Александр Нефедов __ ДВОЙНАЯ ЖИЗНЬ СЕРГЕЯ ДУРЫЛИНА
 Московский литератор
 №5 март, 2019 г. Главная | Архив | Обратная связь 

     


Александр Нефедов
ДВОЙНАЯ ЖИЗНЬ СЕРГЕЯ ДУРЫЛИНА

     Ровно век назад, весной 1919 года, в Сергиевом Посаде поселился благообразного вида молодой человек. Свой тридцать третий день рождения он намеревался встретить в Троице-Сергиевой Лавре таинством пострижения в монахи и отказом от своих вполне успешных литературно-философских опытов.
     Мог ли подумать тогда далёкий от революционных страстей будущий священник, что ровно через тридцать лет ему, доктору наук и "красному профессору", будут вручать в Кремле орден Трудового Красного Знамени? Что его произведения станут издавать массовыми тиражами и посмертно в подмосковном доме откроют музей? А историки литературы и философской мысли будут и в XXI веке распутывать витиеватый клубок творческого наследия человека, "изломанного, как весь Серебряный век"?
      
     ПЕРЕКРЁСТОК ТРЁХ ДОРОГ
     Прожитого и сделанного Сергеем Николаевичем Дурылиным (1886-1954) хватило бы на несколько больших биографий, полноценных жизней. Купеческий сын прошёл путь от эсерствующего юноши до убеждённого толстовца, от поэта до серьёзного прозаика, от богослова и философа до археолога, специалиста по старообрядчеству, искусствоведа и историка театра. Он много путешествовал по Русскому Северу, в поисках смыслов и ориентиров в жизни объездил пол-России. После Октябрьской революции и принятия сана священника ему суждено было не только ощутить ответственность пастыря и важность сохранения веры в годы богоборчества.  Было множество мытарств, ужасы Бутырской тюрьмы и Владимирского централа, многолетние ссылки, радости переписки и встреч с друзьями и огорчения от бесконечной череды потерь. А на исходе жизни — общественное признание, должности и награды. И это только внешняя канва его жизни, которую пристально теперь изучают со всех сторон: по неопубликованному эпистолярному наследию, фантастическим по объёму документам, распределённым по нескольким архивам, по воспоминаниям современников и следственным делам.
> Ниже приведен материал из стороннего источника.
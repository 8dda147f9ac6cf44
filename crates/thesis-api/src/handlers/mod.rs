//! Route handlers
//!
//! All HTTP request handlers organized by domain.

pub mod admins;
pub mod approvals;
pub mod auth;
pub mod defenses;
pub mod faculty;
pub mod health;
pub mod news;
pub mod reports;
pub mod students;
pub mod theses;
     Сергей Дурылин оказался тем начинающим литератором, с кем из последних общался и кого оценил Лев Толстой. Да и в Троице-Сергиевой лавре он очутился неслучайно — здесь доживал свои дни и скончался в 1918 году Василий Розанов — кумир юноши. Позднее Дурылин опишет подробности последнего "троицкого года" жизни Розанова, детали его смерти и похорон, что станет уже в современной России подспорьем в изучении жизни и творчества публициста и философа, поможет восстановить стёртую с лица земли могилу автора легендарных "Опавших листьев" и "Уединённого".
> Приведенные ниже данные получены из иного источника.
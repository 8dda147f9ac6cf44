//! Entity to response DTO conversions

use thesis_core::{
    eligibility::defense_finalized, Account, Administrator, ApprovalRecord, DefenseOverview,
    DefenseRegistration, FacultyMember, NewsWithAuthor, Student, Thesis, ThesisEligibility,
    ThesisOverview,
};

use super::responses::{
    AccountResponse, AdminResponse, ApprovalResponse, DefenseOverviewResponse, DefenseResponse,
    EligibilityResponse, FacultyResponse, NewsResponse, StudentResponse, ThesisOverviewResponse,
    ThesisResponse,
};

impl From<&Student> for StudentResponse {
    fn from(student: &Student) -> Self {
        Self {
            id: student.id,
            nim: student.nim.clone(),
            name: student.name.clone(),
            email: student.email.clone(),
            thesis_clearance: student.thesis_clearance,
            created_at: student.created_at,
            deleted_at: student.deleted_at,
        }
    }
}

impl From<Student> for StudentResponse {
    fn from(student: Student) -> Self {
        Self::from(&student)
    }
}

impl From<&FacultyMember> for FacultyResponse {
    fn from(faculty: &FacultyMember) -> Self {
        Self {
            id: faculty.id,
            nidn: faculty.nidn.clone(),
            name: faculty.name.clone(),
            email: faculty.email.clone(),
            created_at: faculty.created_at,
            deleted_at: faculty.deleted_at,
        }
    }
}

impl From<FacultyMember> for FacultyResponse {
    fn from(faculty: FacultyMember) -> Self {
        Self::from(&faculty)
    }
}

impl From<&Administrator> for AdminResponse {
    fn from(admin: &Administrator) -> Self {
        Self {
            id: admin.id,
            name: admin.name.clone(),
            email: admin.email.clone(),
            created_at: admin.created_at,
        }
    }
}

impl From<Administrator> for AdminResponse {
    fn from(admin: Administrator) -> Self {
        Self::from(&admin)
    }
}

impl From<&Account> for AccountResponse {
    fn from(account: &Account) -> Self {
        let (nim, nidn, thesis_clearance) = match account {
            Account::Student(s) => (Some(s.nim.clone()), None, Some(s.thesis_clearance)),
            Account::FacultyMember(f) => (None, Some(f.nidn.clone()), None),
            Account::Administrator(_) => (None, None, None),
        };
        Self {
            id: account.id(),
            name: account.name().to_string(),
            email: account.email().to_string(),
            role: account.role().as_str().to_string(),
            nim,
            nidn,
            thesis_clearance,
        }
    }
}

impl From<ThesisEligibility> for EligibilityResponse {
    fn from(eligibility: ThesisEligibility) -> Self {
        Self {
            advisor1_approved: eligibility.advisor1_approved,
            advisor2_approved: eligibility.advisor2_approved,
            eligible_for_defense: eligibility.both_approved(),
        }
    }
}

/// Build a thesis response, attaching the eligibility derived from the
/// student's approval ledger.
pub fn thesis_response(thesis: &Thesis, eligibility: ThesisEligibility) -> ThesisResponse {
    ThesisResponse {
        id: thesis.id,
        student_id: thesis.student_id,
        title: thesis.title.clone(),
        status: thesis.status.as_str().to_string(),
        payment_proof: thesis.payment_proof.clone(),
        payment_note: thesis.payment_note.clone(),
        advisor1_id: thesis.advisor1_id,
        advisor2_id: thesis.advisor2_id,
        eligibility: eligibility.into(),
        created_at: thesis.created_at,
        updated_at: thesis.updated_at,
    }
}

impl From<&ThesisOverview> for ThesisOverviewResponse {
    fn from(overview: &ThesisOverview) -> Self {
        let thesis = &overview.thesis;
        Self {
            id: thesis.id,
            student_id: thesis.student_id,
            student_name: overview.student_name.clone(),
            student_nim: overview.student_nim.clone(),
            title: thesis.title.clone(),
            status: thesis.status.as_str().to_string(),
            payment_proof: thesis.payment_proof.clone(),
            payment_note: thesis.payment_note.clone(),
            advisor1_name: overview.advisor1_name.clone(),
            advisor2_name: overview.advisor2_name.clone(),
            created_at: thesis.created_at,
        }
    }
}

impl From<&ApprovalRecord> for ApprovalResponse {
    fn from(record: &ApprovalRecord) -> Self {
        Self {
            id: record.id,
            student_id: record.student_id,
            faculty_id: record.faculty_id,
            role: record.role.as_str().to_string(),
            decision: record.decision,
            note: record.note.clone(),
            updated_at: record.updated_at,
        }
    }
}

impl From<&DefenseRegistration> for DefenseResponse {
    fn from(defense: &DefenseRegistration) -> Self {
        Self {
            id: defense.id,
            student_id: defense.student_id,
            thesis_id: defense.thesis_id,
            status: defense.status.as_str().to_string(),
            scheduled_at: defense.scheduled_at,
            examiner1_id: defense.examiner1_id,
            examiner2_id: defense.examiner2_id,
            examiner1_note: defense.examiner1_note.clone(),
            examiner2_note: defense.examiner2_note.clone(),
            finalized: defense_finalized(defense),
            created_at: defense.created_at,
        }
    }
}

impl From<&DefenseOverview> for DefenseOverviewResponse {
    fn from(overview: &DefenseOverview) -> Self {
        let defense = &overview.defense;
        Self {
            id: defense.id,
            student_id: defense.student_id,
            student_name: overview.student_name.clone(),
            student_nim: overview.student_nim.clone(),
            thesis_title: overview.thesis_title.clone(),
            status: defense.status.as_str().to_string(),
            scheduled_at: defense.scheduled_at,
            examiner1_name: overview.examiner1_name.clone(),
            examiner2_name: overview.examiner2_name.clone(),
            examiner1_note: defense.examiner1_note.clone(),
            examiner2_note: defense.examiner2_note.clone(),
            finalized: defense_finalized(defense),
        }
    }
}

impl From<&NewsWithAuthor> for NewsResponse {
    fn from(news: &NewsWithAuthor) -> Self {
        Self {
            id: news.item.id,
            title: news.item.title.clone(),
            body: news.item.body.clone(),
            author_name: news.author_name.clone(),
            created_at: news.item.created_at,
            updated_at: news.item.updated_at,
        }
    }
}

#[cfg(test)]
mod tests {
    use super::*;
    use chrono::Utc;
    use uuid::Uuid;

    #[test]
    fn test_account_response_carries_class_fields() {
        let now = Utc::now();
        let student = Student {
            id: Uuid::new_v4(),
            nim: "2019010101".into(),
            name: "Student".into(),
            email: "s@example.ac.id".into(),
            thesis_clearance: true,
            created_at: now,
            updated_at: now,
            deleted_at: None,
        };
        let response = AccountResponse::from(&Account::Student(student));
        assert_eq!(response.role, "student");
        assert_eq!(response.nim.as_deref(), Some("2019010101"));
        assert!(response.nidn.is_none());
        assert_eq!(response.thesis_clearance, Some(true));
    }

    #[test]
    fn test_defense_response_finalized_requires_both_notes() {
        let mut defense =
            DefenseRegistration::new(Uuid::new_v4(), Uuid::new_v4(), Uuid::new_v4());
        defense.examiner1_note = Some("revisions needed".into());
        assert!(!DefenseResponse::from(&defense).finalized);

        defense.examiner2_note = Some("passed".into());
        assert!(DefenseResponse::from(&defense).finalized);
    }

    #[test]
    fn test_eligibility_response_gate() {
        let eligibility = ThesisEligibility {
            advisor1_approved: true,
            advisor2_approved: false,
        };
        let response = EligibilityResponse::from(eligibility);
        assert!(!response.eligible_for_defense);
    }
}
     В одном из писем к другу молодой Сергей Дурылин расставлял приоритеты своей жизни так: Бог; Природа; История и культура. И эти приоритеты предопределили всю дальнейшую официальную и потаённую биографию человека, который на склоне лет утром мог совершать тайную литургию в своём болшевском доме, днём читать лекции студентам в ГИТИСе, а вечером заседать на учёном совете в Институте мировой литературы. Так распорядилась судьба. А может быть — Бог.
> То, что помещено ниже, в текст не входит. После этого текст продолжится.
//! Defense registration database models

use chrono::{DateTime, Utc};
use sqlx::FromRow;
use uuid::Uuid;

/// Database model for the defenses table
#[derive(Debug, Clone, FromRow)]
pub struct DefenseModel {
    pub id: Uuid,
    pub student_id: Uuid,
    pub thesis_id: Uuid,
    pub status: String,
    pub scheduled_at: Option<DateTime<Utc>>,
    pub examiner1_id: Option<Uuid>,
    pub examiner2_id: Option<Uuid>,
    pub examiner1_note: Option<String>,
    pub examiner2_note: Option<String>,
    pub created_at: DateTime<Utc>,
    pub updated_at: DateTime<Utc>,
    pub deleted_at: Option<DateTime<Utc>>,
}

/// Defense row joined with student, thesis, and examiner names
#[derive(Debug, Clone, FromRow)]
pub struct DefenseOverviewModel {
    #[sqlx(flatten)]
    pub defense: DefenseModel,
    pub student_name: String,
    pub student_nim: String,
    pub thesis_title: String,
    pub examiner1_name: Option<String>,
    pub examiner2_name: Option<String>,
}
     По крайней мере, в 1919 году, Дурылин хотел разделить свою жизнь на две части: до Бога и с Богом. Позади были гимназия и университет, путешествия и археологические экспедиции, успех на литературном поприще. Ему казалось, что он уже нашёл свой град Китеж, о котором так пронзительно написал, что его град — служение Господу. И теперь, с высоты пройденных лет, опираясь на далеко не полные знания биографии Дурылина, мы можем с уверенностью сказать: ему удалось даже большее, чем то, на что сам Сергей Николаевич рассчитывал.
      
     НАЙТИ СВОЙ КИТЕЖ
     Летом 1912 года Сергей Дурылин отправляется в очередное путешествие. Это был новый этап продолжавшихся уже несколько лет поисков, как он считал, утраченной им "веры отцов". Русский Север поразил его своим величием, люди — силой духа, природа — первозданной красотой. На берегу озера Светлояр "очарованный странник", будущий автор первой научной монографии о Н.С. Лескове, напишет "Сказание о невидимом граде Китеже". Это произведение станет незримой программой всей его дальнейшей жизни.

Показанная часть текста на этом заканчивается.